The Christian Association of Nigeria (CAN) also confirmed that it had asked family members to postpone the funeral of 42-year-old Eunice Olawale, a pastor at the Redeemed Christian Church of Nigeria and an evangelist, amid an ongoing investigation into the July 9 murder.
Olawale's husband, Olawale Elisha, told local media that his wife had left their home early morning to preach in the neighborhood but she never returned home.
Elisha reportedly said his wife had told him before that she had previously encountered some people from a nearby mosque who criticized her preaching.
In remarks seen by BosNewsLife, CAN Secretary General Musa Asake said that the "national leadership and the entire members of CAN have received with rude shock and disbelief the report of yet another religious hatred-motivated gruesome murder of a dedicated 42-year old Christian mother of seven children..."
Asake added that she was "brutally killed" July 9 "while doing Christian evangelism" in the Kubwa area of Abuja. "Her neck was slashed and she was also stabbed in the stomach," CAN said.

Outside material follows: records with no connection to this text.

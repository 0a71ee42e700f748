use std::convert::Infallible;
use std::fmt;
use std::str::FromStr;

use serde::{Deserialize, Serialize};

/// Content type used by the image fetch endpoint.
#[derive(Debug, Clone, Copy, PartialEq, Eq, Hash, Serialize, Deserialize)]
#[serde(rename_all = "lowercase")]
pub enum ContentType {
    Assignment,
    Page,
    Quiz,
}

impl ContentType {
    pub fn as_str(self) -> &'static str {
        match self {
            ContentType::Assignment => "assignment",
            ContentType::Page => "page",
            ContentType::Quiz => "quiz",
        }
    }
}

impl fmt::Display for ContentType {
    fn fmt(&self, f: &mut fmt::Formatter<'_>) -> fmt::Result {
        f.write_str(self.as_str())
    }
}

/// A reviewable content category as presented to the instructor.
#[derive(Debug, Clone, Copy, PartialEq, Eq, Serialize, Deserialize)]
#[serde(rename_all = "snake_case")]
pub enum ReviewCategory {
    Assignments,
    Pages,
    ClassicQuizzes,
}

impl ReviewCategory {
    /// Maps the category onto the content type the image fetch expects.
    /// Total: every category resolves, classic quizzes to `quiz`.
    pub fn content_type(self) -> ContentType {
        match self {
            ReviewCategory::Assignments => ContentType::Assignment,
            ReviewCategory::Pages => ContentType::Page,
            ReviewCategory::ClassicQuizzes => ContentType::Quiz,
        }
    }

    pub fn as_str(self) -> &'static str {
        match self {
            ReviewCategory::Assignments => "assignments",
            ReviewCategory::Pages => "pages",
            ReviewCategory::ClassicQuizzes => "classic_quizzes",
        }
    }
}

impl fmt::Display for ReviewCategory {
    fn fmt(&self, f: &mut fmt::Formatter<'_>) -> fmt::Result {
        f.write_str(self.as_str())
    }
}

impl FromStr for ReviewCategory {
    type Err = Infallible;

    /// Category parsing never fails; anything that is not assignments or
    /// pages is treated as classic quizzes.
    fn from_str(s: &str) -> Result<Self, Self::Err> {
        Ok(match s {
            "assignments" => ReviewCategory::Assignments,
            "pages" => ReviewCategory::Pages,
            _ => ReviewCategory::ClassicQuizzes,
        })
    }
}

/// A single image found inside a content item. `image_id` is unique only
/// within one fetch result.
#[derive(Debug, Clone, PartialEq, Serialize, Deserialize)]
pub struct ContentImage {
    pub image_id: i64,
    pub image_url: String,
    #[serde(default)]
    pub image_alt_text: Option<String>,
}

/// One piece of course content with zero or more images. Replaced wholesale
/// on re-fetch.
#[derive(Debug, Clone, PartialEq, Serialize, Deserialize)]
pub struct ContentItem {
    pub content_id: i64,
    pub content_name: String,
    #[serde(default)]
    pub content_parent_id: Option<i64>,
    pub content_type: ContentType,
    pub images: Vec<ContentImage>,
}

/// A content image merged with its parent item's fields, addressable by a
/// uniform string key.
#[derive(Debug, Clone, PartialEq)]
pub struct EnrichedImage {
    pub image_id: i64,
    pub image_url: String,
    pub image_alt_text: Option<String>,
    pub content_id: i64,
    pub content_name: String,
    pub content_parent_id: Option<i64>,
    pub content_type: ContentType,
}

impl EnrichedImage {
    /// Key used by the review store and the submission payload.
    pub fn key(&self) -> String {
        self.image_id.to_string()
    }
}

/// Flattens content items into one uniform image collection. Pure and
/// stable: item order and per-item image order are preserved.
pub fn flatten(items: &[ContentItem]) -> Vec<EnrichedImage> {
    items
        .iter()
        .flat_map(|item| {
            item.images.iter().map(|image| EnrichedImage {
                image_id: image.image_id,
                image_url: image.image_url.clone(),
                image_alt_text: image.image_alt_text.clone(),
                content_id: item.content_id,
                content_name: item.content_name.clone(),
                content_parent_id: item.content_parent_id,
                content_type: item.content_type,
            })
        })
        .collect()
}
//! Folds review state into the content-grouped submission payload.

use std::collections::HashMap;

use crate::catalog::CatalogSnapshot;
use crate::model::{ContentReviewGroup, ReviewedImage};

use super::store::ReviewStateStore;

/// Reduces the store into the submission payload: unreviewed entries are
/// excluded, stale keys (no longer in the catalog) are skipped silently,
/// and images are grouped by `content_id` in first-seen order with the
/// group metadata taken from the first image encountered. Pure and
/// deterministic — the store iterates in seeded order.
pub fn reduce(store: &ReviewStateStore, catalog: &CatalogSnapshot) -> Vec<ContentReviewGroup> {
    let mut groups: Vec<ContentReviewGroup> = Vec::new();
    let mut index_by_content: HashMap<i64, usize> = HashMap::new();

    for (key, state) in store.iter() {
        if !state.action.is_decided() {
            continue;
        }
        let Some(image) = catalog.image_by_id(key) else {
            continue;
        };

        let group_idx = *index_by_content
            .entry(image.content_id)
            .or_insert_with(|| {
                groups.push(ContentReviewGroup {
                    content_id: image.content_id,
                    content_name: image.content_name.clone(),
                    content_parent_id: image.content_parent_id,
                    content_type: image.content_type,
                    images: Vec::new(),
                });
                groups.len() - 1
            });

        groups[group_idx].images.push(ReviewedImage {
            image_id: key.to_string(),
            image_url: image.image_url.clone(),
            action: state.action,
            approved_alt_text: state.alt_text.clone(),
        });
    }

    groups
}

/// True when no image carries an approve/skip decision; such a submission
/// is blocked client-side with a warning instead of being sent.
pub fn no_changes_to_submit(store: &ReviewStateStore) -> bool {
    store.summary().decided() == 0
}

#[cfg(test)]
mod tests {
    use super::*;
    use crate::model::{ContentImage, ContentItem, ContentType, ReviewAction, ReviewCategory};

    fn item(content_id: i64, image_ids: &[i64]) -> ContentItem {
        ContentItem {
            content_id,
            content_name: format!("Content {content_id}"),
            content_parent_id: Some(content_id * 10),
            content_type: ContentType::Assignment,
            images: image_ids
                .iter()
                .map(|id| ContentImage {
                    image_id: *id,
                    image_url: format!("https://files.example.edu/{id}"),
                    image_alt_text: None,
                })
                .collect(),
        }
    }

    fn snapshot(items: Vec<ContentItem>) -> CatalogSnapshot {
        CatalogSnapshot::new(ReviewCategory::Assignments, items)
    }

    fn seeded_store(catalog: &CatalogSnapshot) -> ReviewStateStore {
        let mut store = ReviewStateStore::new();
        store.seed(&catalog.images);
        store
    }

    #[test]
    fn unreviewed_images_are_excluded() {
        let catalog = snapshot(vec![item(1, &[10, 11])]);
        let mut store = seeded_store(&catalog);
        store.set_action("10", ReviewAction::Approve);

        let payload = reduce(&store, &catalog);
        assert_eq!(payload.len(), 1);
        assert_eq!(payload[0].images.len(), 1);
        assert_eq!(payload[0].images[0].image_id, "10");
    }

    #[test]
    fn images_sharing_a_content_id_land_in_one_group() {
        let catalog = snapshot(vec![item(1, &[10, 11]), item(2, &[20])]);
        let mut store = seeded_store(&catalog);
        store.set_action("10", ReviewAction::Approve);
        store.set_action("20", ReviewAction::Skip);
        store.set_action("11", ReviewAction::Approve);

        let payload = reduce(&store, &catalog);
        // Group order is first-seen, and content 1 is never split.
        assert_eq!(
            payload.iter().map(|g| g.content_id).collect::<Vec<_>>(),
            vec![1, 2]
        );
        assert_eq!(payload[0].images.len(), 2);
        assert_eq!(payload[0].content_parent_id, Some(10));
    }

    #[test]
    fn stale_keys_are_skipped_silently() {
        let catalog = snapshot(vec![item(1, &[10])]);
        let stale_catalog = snapshot(vec![item(1, &[10, 11])]);
        let mut store = seeded_store(&stale_catalog);
        store.set_action("10", ReviewAction::Approve);
        store.set_action("11", ReviewAction::Approve);

        // Image 11 no longer exists in the current catalog.
        let payload = reduce(&store, &catalog);
        assert_eq!(payload.len(), 1);
        assert_eq!(payload[0].images.len(), 1);
    }

    #[test]
    fn approved_alt_text_carries_the_edited_caption() {
        let catalog = snapshot(vec![item(1, &[10])]);
        let mut store = seeded_store(&catalog);
        store.set_alt_text("10", "a labelled axis");
        store.set_action("10", ReviewAction::Approve);

        let payload = reduce(&store, &catalog);
        assert_eq!(payload[0].images[0].approved_alt_text, "a labelled axis");
        assert_eq!(payload[0].images[0].action, ReviewAction::Approve);
    }

    #[test]
    fn all_skipped_still_counts_as_changes() {
        let catalog = snapshot(vec![item(1, &[10, 11])]);
        let mut store = seeded_store(&catalog);
        assert!(no_changes_to_submit(&store));

        store.set_action("10", ReviewAction::Skip);
        store.set_action("11", ReviewAction::Skip);
        assert!(!no_changes_to_submit(&store));

        let payload = reduce(&store, &catalog);
        assert_eq!(payload[0].images.len(), 2);
        assert!(payload[0]
            .images
            .iter()
            .all(|i| i.action == ReviewAction::Skip));
    }
}
//! Review session orchestration.
//!
//! The session owns the catalog, the review store and the page cursor
//! exclusively; nothing else mutates them. All mutating methods take
//! `&mut self`, so user-driven changes are applied synchronously and in
//! order.

use std::sync::Arc;

use log::{info, warn};

use crate::api::{ContentApi, SubmitApi};
use crate::catalog::{CatalogSnapshot, ContentImageCatalog};
use crate::events::{EventSink, SessionEvent};
use crate::model::{ContentReviewGroup, EnrichedImage, ReviewAction, ReviewCategory};

use super::error::SessionError;
use super::paginator::Paginator;
use super::reducer;
use super::store::{ReviewStateStore, ReviewSummaryCounts};

/// Where the session currently is. Every non-idle phase remembers the
/// category so the summary round trip can return to it.
#[derive(Debug, Clone, Copy, PartialEq, Eq)]
pub enum SessionPhase {
    Idle,
    Reviewing(ReviewCategory),
    Summarizing(ReviewCategory),
    Submitted(ReviewCategory),
}

/// Drives one category's review from start to submission.
///
/// Transitions: `Idle → Reviewing → Summarizing → Submitted → Idle`, with
/// `Summarizing → Reviewing` as a non-destructive round trip and a failed
/// submit staying in `Summarizing` so it can be retried without re-work.
pub struct ReviewSession {
    submit_api: Arc<dyn SubmitApi>,
    catalog: ContentImageCatalog,
    store: ReviewStateStore,
    paginator: Paginator,
    sink: Arc<dyn EventSink>,
    phase: SessionPhase,
    snapshot: Option<Arc<CatalogSnapshot>>,
}

impl ReviewSession {
    pub fn new(
        content_api: Arc<dyn ContentApi>,
        submit_api: Arc<dyn SubmitApi>,
        page_size: usize,
        sink: Arc<dyn EventSink>,
    ) -> Self {
        Self {
            submit_api,
            catalog: ContentImageCatalog::new(content_api),
            store: ReviewStateStore::new(),
            paginator: Paginator::new(page_size),
            sink,
            phase: SessionPhase::Idle,
            snapshot: None,
        }
    }

    pub fn phase(&self) -> SessionPhase {
        self.phase
    }

    pub fn store(&self) -> &ReviewStateStore {
        &self.store
    }

    pub fn total_images(&self) -> usize {
        self.snapshot
            .as_ref()
            .map(|snapshot| snapshot.total_images())
            .unwrap_or(0)
    }

    pub fn current_page(&self) -> usize {
        self.paginator.current_page()
    }

    pub fn total_pages(&self) -> usize {
        self.paginator.total_pages(self.total_images())
    }

    pub fn pagination_visible(&self) -> bool {
        self.paginator.controls_visible(self.total_images())
    }

    /// The images on the currently visible page.
    pub fn page_images(&self) -> &[EnrichedImage] {
        match self.snapshot.as_ref() {
            Some(snapshot) => self.paginator.slice(&snapshot.images),
            None => &[],
        }
    }

    pub fn progress_percentage(&self) -> f64 {
        self.store.progress_percentage()
    }

    pub fn summary(&self) -> ReviewSummaryCounts {
        self.store.summary()
    }

    /// Fetches the category's images, seeds the store and opens page 1.
    ///
    /// Selecting a category while already reviewing performs a full
    /// replace and discards the prior category's decisions. A superseded
    /// fetch leaves the session untouched.
    pub async fn start_review(&mut self, category: ReviewCategory) -> Result<(), SessionError> {
        match self.phase {
            SessionPhase::Idle | SessionPhase::Reviewing(_) => {}
            SessionPhase::Summarizing(_) | SessionPhase::Submitted(_) => {
                return Err(SessionError::NotReviewing)
            }
        }

        let snapshot = self.catalog.load(category).await?;
        self.store.seed(&snapshot.images);
        self.paginator.reset();
        self.phase = SessionPhase::Reviewing(category);
        info!(
            "Review started for category {category} with {} images",
            snapshot.total_images()
        );
        self.sink.emit(SessionEvent::ReviewStarted {
            category,
            total_images: snapshot.total_images(),
        });
        self.snapshot = Some(snapshot);
        Ok(())
    }

    /// Records one image's approve/skip decision.
    pub fn set_action(&mut self, image_id: &str, action: ReviewAction) -> Result<(), SessionError> {
        self.require_reviewing()?;
        if self.store.set_action(image_id, action) {
            Ok(())
        } else {
            Err(SessionError::UnknownImage(image_id.to_string()))
        }
    }

    /// Edits one image's caption; dirtiness is recomputed in the store.
    pub fn set_alt_text(&mut self, image_id: &str, text: &str) -> Result<(), SessionError> {
        self.require_reviewing()?;
        if self.store.set_alt_text(image_id, text) {
            Ok(())
        } else {
            Err(SessionError::UnknownImage(image_id.to_string()))
        }
    }

    /// Applies one decision to every image on the visible page. Returns how
    /// many entries were updated.
    pub fn set_page_action(&mut self, action: ReviewAction) -> Result<usize, SessionError> {
        self.require_reviewing()?;
        let keys: Vec<String> = self.page_images().iter().map(EnrichedImage::key).collect();
        Ok(self.store.set_page_action(&keys, action))
    }

    pub fn goto_page(&mut self, page: usize) -> Result<usize, SessionError> {
        self.require_reviewing()?;
        let page = self.paginator.set_page(page, self.total_images());
        self.sink.emit(SessionEvent::PageChanged { page });
        Ok(page)
    }

    pub fn next_page(&mut self) -> Result<usize, SessionError> {
        self.goto_page(self.paginator.current_page() + 1)
    }

    pub fn prev_page(&mut self) -> Result<usize, SessionError> {
        self.goto_page(self.paginator.current_page().saturating_sub(1))
    }

    /// Moves to the summary. Only reachable from the final page; no fetch
    /// happens on this transition.
    pub fn open_summary(&mut self) -> Result<(), SessionError> {
        let category = self.require_reviewing()?;
        if !self.paginator.is_last_page(self.total_images()) {
            return Err(SessionError::NotOnFinalPage);
        }
        self.phase = SessionPhase::Summarizing(category);
        self.sink.emit(SessionEvent::SummaryOpened);
        Ok(())
    }

    /// Returns from the summary to page-by-page review. Nothing is cleared.
    pub fn close_summary(&mut self) -> Result<(), SessionError> {
        match self.phase {
            SessionPhase::Summarizing(category) => {
                self.phase = SessionPhase::Reviewing(category);
                Ok(())
            }
            _ => Err(SessionError::NotSummarizing),
        }
    }

    /// The payload the next submit would send.
    pub fn build_payload(&self) -> Result<Vec<ContentReviewGroup>, SessionError> {
        let snapshot = self.snapshot.as_ref().ok_or(SessionError::NotReviewing)?;
        let _span = tracing::info_span!("session.reduce").entered();
        Ok(reducer::reduce(&self.store, snapshot.as_ref()))
    }

    /// Submits the reduced payload. A submission without any approve/skip
    /// decision is blocked before any request is made. On failure the
    /// session stays in `Summarizing` with all decisions intact, so the
    /// submit is retryable without re-review.
    pub async fn submit(&mut self) -> Result<(), SessionError> {
        let category = match self.phase {
            SessionPhase::Summarizing(category) => category,
            _ => return Err(SessionError::NotSummarizing),
        };
        if reducer::no_changes_to_submit(&self.store) {
            return Err(SessionError::NoChangesToSubmit);
        }

        let payload = self.build_payload()?;
        match self.submit_api.submit_review(&payload).await {
            Ok(()) => {
                let counts = self.store.summary();
                info!(
                    "Review submitted for category {category}: {} approved, {} skipped",
                    counts.approved, counts.skipped
                );
                self.phase = SessionPhase::Submitted(category);
                self.sink.emit(SessionEvent::ReviewSubmitted {
                    approved: counts.approved,
                    skipped: counts.skipped,
                });
                Ok(())
            }
            Err(e) => {
                warn!("Review submit failed for category {category}: {e}");
                Err(SessionError::Submit(e))
            }
        }
    }

    /// Acknowledges a successful submission and returns to `Idle`, clearing
    /// the store and the cached catalog.
    pub fn finish(&mut self) -> Result<(), SessionError> {
        match self.phase {
            SessionPhase::Submitted(_) => {
                self.reset();
                Ok(())
            }
            _ => Err(SessionError::NotSubmitted),
        }
    }

    /// Abandons the session from any non-idle phase, discarding this
    /// category's in-memory decisions and invalidating in-flight fetches.
    pub fn end_review(&mut self) {
        if self.phase != SessionPhase::Idle {
            self.reset();
        }
    }

    fn require_reviewing(&self) -> Result<ReviewCategory, SessionError> {
        match self.phase {
            SessionPhase::Reviewing(category) => Ok(category),
            _ => Err(SessionError::NotReviewing),
        }
    }

    fn reset(&mut self) {
        self.store.clear();
        self.catalog.invalidate();
        self.snapshot = None;
        self.paginator.reset();
        self.phase = SessionPhase::Idle;
        self.sink.emit(SessionEvent::SessionClosed);
    }
}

This wasn't an isolated incident, CAN recalled. "About a month ago in Kano, Mrs. Bridget Agbaheme, a 74 year old Christian, was murdered at Wambai market due to an altercation with a Muslim man who came to the front of her shop to perform ablution.Her offence was that she objected to the Islamic washing rite in front of her shop."
CAN said the incidents underscored "the unprovoked attacks on Christians" and that "the authority's inaction is becoming unbearable and may not be tolerated anymore". While asking Christians to prepare for more violence, CAN stressed that it would also "continue to call on Christians to remain tolerant and law abiding."
The attacks come amid reported violence against Christians and the rise of the Boko Haram militant group in Nigeria's northeast Borno State. Nigeria is the 12th worst country in the world when it comes to persecution of Christians, according to the annual World Watch List of advocacy group Open Doors.